Memes: feels bad, man

Memes don’t always display cultural insensitivity but when they do, they can be hurtful.

Tiffany Trawick

     Social networking strikes again. There has been a lot of uproar these last couple weeks regarding a fairly new phenomena, Internet memes. For those who do not know, the term meme is actually a biological term that signifies the transmission of cultural items by way of repetition. Today it has come to mean the transmission of different media, i.e. pictures, videos or animated gifs, from one Internet user to another. Most of the time memes will contain funny phrases or images.

Recently, a meme Web page was created specifically for the University of Minnesota by an anonymous source. The first time I encountered these memes, they were actually posted on my campus apartment’s community bulletin board. I personally found them hilarious, as they pointed out funny situations particular to the University. However, once I took a look at the Facebook page, I experienced a different tone. I was so taken aback to find, among the humor, many memes that were created making fun of specific groups of people on campus, namely minorities. Some users portrayed African-American students as animals, poked fun at the Asian population on our campus and even made derogatory comments toward the homosexual community.

It wasn’t long after that I started hearing comments about this in class. There were even students that wanted to start a petition against the pages or at least have a moderator.

I checked up on the University meme pages about a day ago and noticed that a lot of the meme images had been removed, including those that had been found offensive to certain cultures represented on this campus. But this did not happen until two weeks after the page was created.

However, even while many students are urging the administrators to moderate every post created in order to prevent offensive comments, other students believe that contributing students should have the right to post whatever they want. “If I want to speak my mind, I want to be able to speak my mind,” said Brianna Wilson, a junior. However, many others felt that the memes revealed the true mindset of a large part of our own student body and the racism that is still very evident in our society today.
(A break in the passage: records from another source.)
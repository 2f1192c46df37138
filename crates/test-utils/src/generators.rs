//! Predictable payloads for test records.

/// Values of the record with ordinal `record`: `record * 1000 + i`.
///
/// Every record gets a distinct, easily recognised payload, and the values
/// survive 16-bit simple packing exactly while `len` stays below 65536.
///
/// ```
/// use test_utils::record_values;
///
/// let values = record_values(2, 4);
/// assert_eq!(values, vec![2000.0, 2001.0, 2002.0, 2003.0]);
/// ```
pub fn record_values(record: usize, len: usize) -> Vec<f32> {
    (0..len).map(|i| (record * 1000 + i) as f32).collect()
}

/// Creates a test grid where each cell is `col * 1000 + row`, row-major.
///
/// ```
/// use test_utils::create_test_grid;
///
/// let grid = create_test_grid(10, 5);
/// assert_eq!(grid.len(), 50);
/// assert_eq!(grid[1], 1000.0);
/// assert_eq!(grid[10], 1.0);
/// ```
pub fn create_test_grid(width: usize, height: usize) -> Vec<f32> {
    let mut data = Vec::with_capacity(width * height);
    for row in 0..height {
        for col in 0..width {
            data.push((col * 1000 + row) as f32);
        }
    }
    data
}
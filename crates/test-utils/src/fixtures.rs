//! Populated stores for tests.

use std::sync::Arc;

use field_store::{DirectoryStore, MemoryStore};
use mars_request::{Key, Request};
use tempfile::TempDir;

use crate::generators::record_values;
use crate::grib::Grib2Builder;

/// Common request fragments.
pub mod requests {
    /// Fixed keywords shared by most test requests.
    pub const BASE: &str = "class=od,expver=1,stream=oper,type=fc,levtype=sfc";
}

/// A GRIB2 message holding `values` on a single-row grid.
pub fn grib_message(values: Vec<f32>) -> Vec<u8> {
    Grib2Builder::new().with_values(values).build()
}

/// Archive one GRIB2 message per key of `request` into `store`.
///
/// `values_for(ordinal, key)` yields each record's payload, `ordinal` being the
/// key's position in [`Request::expand`] order. Returns the archived keys.
pub fn populate_memory_store<F>(store: &MemoryStore, request: &str, mut values_for: F) -> Vec<Key>
where
    F: FnMut(usize, &Key) -> Vec<f32>,
{
    let keys = expand(request);
    for (ordinal, key) in keys.iter().enumerate() {
        store.archive(key.clone(), grib_message(values_for(ordinal, key)));
    }
    keys
}

/// Memory store with one record per key of `request`, each holding
/// `record_values(ordinal, payload_len)`.
pub fn seeded_memory_store(request: &str, payload_len: usize) -> (Arc<MemoryStore>, Vec<Key>) {
    let store = Arc::new(MemoryStore::new());
    let keys = populate_memory_store(&store, request, |ordinal, _| {
        record_values(ordinal, payload_len)
    });
    (store, keys)
}

/// Directory store in a fresh temporary directory, seeded like
/// [`seeded_memory_store`]. Keep the `TempDir` alive while using the store.
pub fn seeded_directory_store(request: &str, payload_len: usize) -> (TempDir, DirectoryStore) {
    let dir = tempfile::tempdir().expect("create temp dir");
    let store = DirectoryStore::create(dir.path().join("store")).expect("create store");
    for (ordinal, key) in expand(request).into_iter().enumerate() {
        store
            .archive(key, &grib_message(record_values(ordinal, payload_len)))
            .expect("archive record");
    }
    store.flush().expect("flush store");
    (dir, store)
}

fn expand(request: &str) -> Vec<Key> {
    Request::parse(request)
        .unwrap_or_else(|e| panic!("invalid fixture request '{}': {}", request, e))
        .expand()
}
//! Parser for the textual request form `[verb,]key=v1/v2/...,key=...`.

use crate::error::{RequestError, Result};
use crate::request::{Parameter, Request};
use crate::types::KeywordType;

/// Parse a request string.
pub(crate) fn parse_request(text: &str) -> Result<Request> {
    let mut request = Request::default();

    let clauses: Vec<&str> = text.split(',').map(str::trim).collect();
    if clauses.iter().all(|c| c.is_empty()) {
        return Err(RequestError::syntax(text, "empty request"));
    }

    for (position, clause) in clauses.iter().enumerate() {
        if clause.is_empty() {
            let reason = if position + 1 == clauses.len() {
                "empty clause, did the request end in a comma?"
            } else {
                "empty clause between two commas"
            };
            return Err(RequestError::syntax(text, reason));
        }

        let Some((keyword, values)) = clause.split_once('=') else {
            if position == 0 && is_identifier(clause) {
                request.set_verb(clause.to_lowercase());
                continue;
            }
            return Err(RequestError::syntax(
                text,
                format!("expected key=value, found '{}', is a comma missing?", clause),
            ));
        };

        let keyword = keyword.trim().to_lowercase();
        if !is_identifier(&keyword) {
            return Err(RequestError::syntax(text, format!("invalid keyword '{}'", keyword)));
        }
        if request.values(&keyword).is_some() {
            return Err(RequestError::DuplicateKeyword(keyword));
        }

        let values = parse_values(text, &keyword, values)?;
        request.push_parameter(Parameter::new(keyword, values));
    }

    Ok(request)
}

/// Parse the value list of one keyword, expanding `to`/`by` ranges.
pub(crate) fn parse_values(text: &str, keyword: &str, values: &str) -> Result<Vec<String>> {
    let kind = KeywordType::for_keyword(keyword);
    let tokens: Vec<&str> = values.split('/').map(str::trim).collect();

    if tokens.iter().any(|t| t.is_empty()) {
        return Err(RequestError::syntax(
            text,
            format!("empty value for keyword '{}'", keyword),
        ));
    }
    if let Some(bad) = tokens.iter().find(|t| t.contains('=')) {
        return Err(RequestError::syntax(
            text,
            format!("unexpected '=' in value '{}', is a comma missing?", bad),
        ));
    }

    let mut result: Vec<String> = Vec::with_capacity(tokens.len());
    let mut i = 0;
    while i < tokens.len() {
        let is_range = tokens
            .get(i + 1)
            .is_some_and(|t| t.eq_ignore_ascii_case("to"));

        if is_range {
            let to = tokens.get(i + 2).ok_or_else(|| {
                RequestError::invalid_range(keyword, "range is missing its end value")
            })?;
            let by = match tokens.get(i + 3) {
                Some(t) if t.eq_ignore_ascii_case("by") => Some(*tokens.get(i + 4).ok_or_else(
                    || RequestError::invalid_range(keyword, "'by' is missing its step value"),
                )?),
                _ => None,
            };

            result.extend(kind.expand_range(keyword, tokens[i], to, by)?);
            i += if by.is_some() { 5 } else { 3 };
        } else {
            if tokens[i].eq_ignore_ascii_case("to") || tokens[i].eq_ignore_ascii_case("by") {
                return Err(RequestError::invalid_range(
                    keyword,
                    format!("unexpected '{}'", tokens[i]),
                ));
            }
            result.push(kind.canonicalise(keyword, tokens[i])?);
            i += 1;
        }
    }

    // Keep first occurrence order, drop repeats.
    let mut seen = std::collections::HashSet::new();
    result.retain(|v| seen.insert(v.clone()));

    Ok(result)
}

fn is_identifier(s: &str) -> bool {
    !s.is_empty() && s.chars().all(|c| c.is_ascii_alphanumeric() || c == '_' || c == '-')
}
//! In-memory field store.

use bytes::Bytes;
use mars_request::{Key, Request};
use parking_lot::RwLock;
use tracing::debug;

use crate::error::{Result, StoreError};
use crate::handle::{DataHandle, MemoryHandle};
use crate::store::{FieldIter, FieldStore, ListElement};

/// Thread-safe in-memory archive of keyed records.
///
/// Records are listed in archive order. Archiving a key that is already
/// present replaces the record in place.
#[derive(Default)]
pub struct MemoryStore {
    records: RwLock<Vec<(Key, Bytes)>>,
}

impl MemoryStore {
    pub fn new() -> Self {
        Self::default()
    }

    pub fn archive(&self, key: Key, data: impl Into<Bytes>) {
        let data = data.into();
        let mut records = self.records.write();
        match records.iter_mut().find(|(k, _)| *k == key) {
            Some(slot) => slot.1 = data,
            None => records.push((key, data)),
        }
    }

    pub fn len(&self) -> usize {
        self.records.read().len()
    }

    pub fn is_empty(&self) -> bool {
        self.records.read().is_empty()
    }

    /// Keys of every record, in archive order.
    pub fn keys(&self) -> Vec<Key> {
        self.records.read().iter().map(|(k, _)| k.clone()).collect()
    }

    fn matching(&self, request: &Request) -> Vec<(Key, Bytes)> {
        self.records
            .read()
            .iter()
            .filter(|(key, _)| request.matches(key))
            .cloned()
            .collect()
    }
}

impl FieldStore for MemoryStore {
    fn retrieve(&self, request: &Request) -> Result<Box<dyn DataHandle>> {
        let records = self.records.read();
        let (_, data) = records
            .iter()
            .find(|(key, _)| request.matches(key))
            .ok_or_else(|| StoreError::not_found(request.to_string()))?;
        Ok(Box::new(MemoryHandle::new(data.clone())))
    }

    fn inspect(&self, request: &Request) -> Result<FieldIter> {
        let matches = self.matching(request);
        debug!(request = %request, matches = matches.len(), "Inspecting memory store");

        Ok(Box::new(matches.into_iter().map(|(key, data)| {
            let handle: Box<dyn DataHandle> = Box::new(MemoryHandle::new(data));
            Ok::<ListElement, StoreError>((key, handle))
        })))
    }

    fn describe(&self) -> String {
        format!("memory store ({} records)", self.len())
    }
}
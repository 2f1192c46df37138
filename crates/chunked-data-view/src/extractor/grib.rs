//! GRIB2 records.

use field_store::DataHandle;
use grib2_parser::Grib2Reader;

use super::Extractor;
use crate::error::{Result, ViewError};
use crate::types::DataLayout;

/// Extractor for records holding a single GRIB2 message.
///
/// Values are decoded to `f32`; bitmap-masked points become `NaN`.
#[derive(Debug, Clone, Copy, Default)]
pub struct GribExtractor;

impl GribExtractor {
    pub fn new() -> Self {
        Self
    }
}

impl Extractor for GribExtractor {
    fn name(&self) -> &'static str {
        "grib"
    }

    fn layout(&self, handle: &mut dyn DataHandle) -> Result<DataLayout> {
        let data = handle.open()?;
        let mut reader = Grib2Reader::new(data);
        let message = reader
            .next_message()?
            .ok_or_else(|| ViewError::extraction("record holds no GRIB message"))?;

        Ok(DataLayout::new(
            message.num_values(),
            std::mem::size_of::<f32>(),
        ))
    }

    fn write_into(
        &self,
        handle: &mut dyn DataHandle,
        layout: &DataLayout,
        out: &mut [f32],
    ) -> Result<()> {
        let data = handle.open()?;
        let mut reader = Grib2Reader::new(data);
        let message = reader
            .next_message()?
            .ok_or_else(|| ViewError::extraction("record holds no GRIB message"))?;

        if message.num_values() != layout.count_values || out.len() != layout.count_values {
            return Err(ViewError::extraction(format!(
                "message has {} values, expected {}",
                message.num_values(),
                layout.count_values
            )));
        }

        let values = message.unpack_data()?;
        if reader.next_message()?.is_some() {
            return Err(ViewError::extraction(
                "record holds more than one GRIB message",
            ));
        }

        out.copy_from_slice(&values);
        Ok(())
    }
}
Lolla Mohammed Nur, a senior at the University, was extremely active against the memes pages. “I first heard about it when my Asian-American friend sent me a link to the page. He said he was very offended,” she said. Mohammed Nur expressed sentiment for the entire student body of color. “It’s hurtful to us because we constantly have to be on the defensive, defending our right to be here while we are paying tuition too.”

Wilson expressed similar ideas, pointing out the fact that the memes are revealing how people truly feel. “This speaks to how culturally insensitive a lot of students are at the University of Minnesota … they [the University] try to promote diversity, but it’s not true for a lot of the students here,” said Wilson.

Both Wilson and Mohammed Nur said the University needs to do more. “This is why safe places are so important,” Wilson said, referring to student groups such as the Gay, Lesbian, Bisexual, Transgender, Ally and the Black Student Union that are at risk of losing space in the reconstruction plan of Coffman Memorial’s second floor. Mohammed Nur suggested the University provide a healthy space for all students to unlearn racist tendencies and “decolonize their minds.”

The memes have pointed out a big issue. Though most memes do seem benign, the humor from these specific pages has revealed the racism that still does exist, even on this campus.